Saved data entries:
------------------------

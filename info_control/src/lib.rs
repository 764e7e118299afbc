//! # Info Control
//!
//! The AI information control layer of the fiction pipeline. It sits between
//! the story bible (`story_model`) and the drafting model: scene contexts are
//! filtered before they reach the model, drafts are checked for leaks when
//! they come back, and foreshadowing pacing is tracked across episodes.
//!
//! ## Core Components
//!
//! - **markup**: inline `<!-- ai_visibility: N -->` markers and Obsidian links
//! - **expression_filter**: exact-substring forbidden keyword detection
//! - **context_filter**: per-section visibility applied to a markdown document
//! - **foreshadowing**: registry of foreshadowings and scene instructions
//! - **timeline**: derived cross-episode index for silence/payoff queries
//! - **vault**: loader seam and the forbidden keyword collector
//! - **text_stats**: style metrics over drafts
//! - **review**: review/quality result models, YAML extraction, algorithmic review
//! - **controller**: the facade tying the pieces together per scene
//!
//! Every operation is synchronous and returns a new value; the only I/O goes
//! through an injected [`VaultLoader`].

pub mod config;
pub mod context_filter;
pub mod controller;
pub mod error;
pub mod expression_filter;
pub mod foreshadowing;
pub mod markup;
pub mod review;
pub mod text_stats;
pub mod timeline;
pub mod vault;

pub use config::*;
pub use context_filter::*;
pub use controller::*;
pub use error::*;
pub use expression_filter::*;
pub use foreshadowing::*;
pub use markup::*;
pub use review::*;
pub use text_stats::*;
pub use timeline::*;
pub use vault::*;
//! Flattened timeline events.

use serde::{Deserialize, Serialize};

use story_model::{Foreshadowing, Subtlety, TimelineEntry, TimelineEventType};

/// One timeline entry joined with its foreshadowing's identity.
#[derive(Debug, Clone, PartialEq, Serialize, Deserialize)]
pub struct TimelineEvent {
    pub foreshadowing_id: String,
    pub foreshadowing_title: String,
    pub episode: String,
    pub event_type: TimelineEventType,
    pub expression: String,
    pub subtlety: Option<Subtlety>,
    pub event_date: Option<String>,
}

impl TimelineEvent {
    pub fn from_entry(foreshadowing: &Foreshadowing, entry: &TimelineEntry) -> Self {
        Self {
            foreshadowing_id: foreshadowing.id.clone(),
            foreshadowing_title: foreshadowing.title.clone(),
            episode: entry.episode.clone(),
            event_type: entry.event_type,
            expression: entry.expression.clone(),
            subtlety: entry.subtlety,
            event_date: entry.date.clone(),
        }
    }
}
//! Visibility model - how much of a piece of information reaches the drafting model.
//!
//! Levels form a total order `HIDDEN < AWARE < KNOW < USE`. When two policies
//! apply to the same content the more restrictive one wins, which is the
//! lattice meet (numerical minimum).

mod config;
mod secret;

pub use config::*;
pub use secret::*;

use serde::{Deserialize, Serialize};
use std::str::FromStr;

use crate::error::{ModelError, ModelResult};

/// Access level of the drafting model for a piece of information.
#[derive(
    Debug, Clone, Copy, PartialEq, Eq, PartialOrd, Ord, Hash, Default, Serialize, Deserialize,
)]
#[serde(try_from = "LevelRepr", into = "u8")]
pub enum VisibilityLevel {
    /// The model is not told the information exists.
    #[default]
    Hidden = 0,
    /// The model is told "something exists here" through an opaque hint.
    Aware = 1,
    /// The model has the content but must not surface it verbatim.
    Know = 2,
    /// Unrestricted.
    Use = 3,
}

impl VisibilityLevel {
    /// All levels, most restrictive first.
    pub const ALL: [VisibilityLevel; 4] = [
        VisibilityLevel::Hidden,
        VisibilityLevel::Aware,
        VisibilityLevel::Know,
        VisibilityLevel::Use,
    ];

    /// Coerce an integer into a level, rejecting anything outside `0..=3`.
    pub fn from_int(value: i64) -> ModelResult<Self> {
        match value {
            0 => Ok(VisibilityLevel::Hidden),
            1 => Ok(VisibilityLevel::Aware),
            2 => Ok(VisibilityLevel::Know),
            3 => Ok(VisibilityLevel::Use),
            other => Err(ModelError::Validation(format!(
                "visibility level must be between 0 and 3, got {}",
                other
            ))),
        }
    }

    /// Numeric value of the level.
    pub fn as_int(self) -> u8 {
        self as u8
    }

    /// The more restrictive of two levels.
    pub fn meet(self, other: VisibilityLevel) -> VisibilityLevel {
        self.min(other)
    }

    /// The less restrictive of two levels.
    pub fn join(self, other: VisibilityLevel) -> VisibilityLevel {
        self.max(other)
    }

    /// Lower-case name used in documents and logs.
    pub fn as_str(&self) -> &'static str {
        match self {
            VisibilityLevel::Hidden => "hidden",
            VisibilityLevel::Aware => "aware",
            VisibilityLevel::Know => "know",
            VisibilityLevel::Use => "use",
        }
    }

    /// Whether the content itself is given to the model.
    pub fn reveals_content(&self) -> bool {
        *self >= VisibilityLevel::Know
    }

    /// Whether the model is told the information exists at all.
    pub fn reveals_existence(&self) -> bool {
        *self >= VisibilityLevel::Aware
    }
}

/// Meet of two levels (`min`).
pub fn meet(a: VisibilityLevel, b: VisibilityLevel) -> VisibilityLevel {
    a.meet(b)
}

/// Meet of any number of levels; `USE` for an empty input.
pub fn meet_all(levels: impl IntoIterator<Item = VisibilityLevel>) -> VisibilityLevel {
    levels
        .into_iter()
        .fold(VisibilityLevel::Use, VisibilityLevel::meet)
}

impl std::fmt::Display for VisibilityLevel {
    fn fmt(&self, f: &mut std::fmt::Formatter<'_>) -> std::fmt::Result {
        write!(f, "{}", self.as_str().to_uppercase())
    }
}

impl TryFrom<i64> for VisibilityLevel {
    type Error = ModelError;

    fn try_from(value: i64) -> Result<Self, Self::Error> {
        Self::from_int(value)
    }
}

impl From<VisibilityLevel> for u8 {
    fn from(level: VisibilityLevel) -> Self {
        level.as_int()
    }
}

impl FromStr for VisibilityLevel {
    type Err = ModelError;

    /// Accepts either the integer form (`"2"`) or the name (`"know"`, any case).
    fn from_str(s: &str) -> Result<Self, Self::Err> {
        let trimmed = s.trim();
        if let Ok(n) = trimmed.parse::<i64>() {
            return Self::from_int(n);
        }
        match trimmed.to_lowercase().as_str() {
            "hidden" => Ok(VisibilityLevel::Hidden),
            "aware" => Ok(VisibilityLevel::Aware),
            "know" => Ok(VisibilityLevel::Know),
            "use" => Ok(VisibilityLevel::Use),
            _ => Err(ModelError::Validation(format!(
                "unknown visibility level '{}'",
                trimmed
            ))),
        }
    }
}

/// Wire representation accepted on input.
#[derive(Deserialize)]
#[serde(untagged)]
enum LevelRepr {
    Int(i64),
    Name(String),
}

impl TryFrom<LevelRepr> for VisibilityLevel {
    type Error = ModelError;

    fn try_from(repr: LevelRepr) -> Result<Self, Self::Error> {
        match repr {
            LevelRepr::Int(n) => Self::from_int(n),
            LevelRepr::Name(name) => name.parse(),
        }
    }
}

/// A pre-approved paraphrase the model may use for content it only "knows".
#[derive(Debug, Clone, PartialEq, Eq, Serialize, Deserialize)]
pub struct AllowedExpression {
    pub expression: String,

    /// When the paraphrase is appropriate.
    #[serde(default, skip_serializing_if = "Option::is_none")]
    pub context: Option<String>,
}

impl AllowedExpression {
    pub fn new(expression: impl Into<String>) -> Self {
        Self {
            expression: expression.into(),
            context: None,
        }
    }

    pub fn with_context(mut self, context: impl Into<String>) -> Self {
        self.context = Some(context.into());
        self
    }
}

------------------------

TASK STATEMENT: Filter the records above and copy every line that contains the word "they".

REPLY:
//! filtered before they reach the model, drafts are checked for leaks when
//! they come back, and foreshadowing pacing is tracked across episodes.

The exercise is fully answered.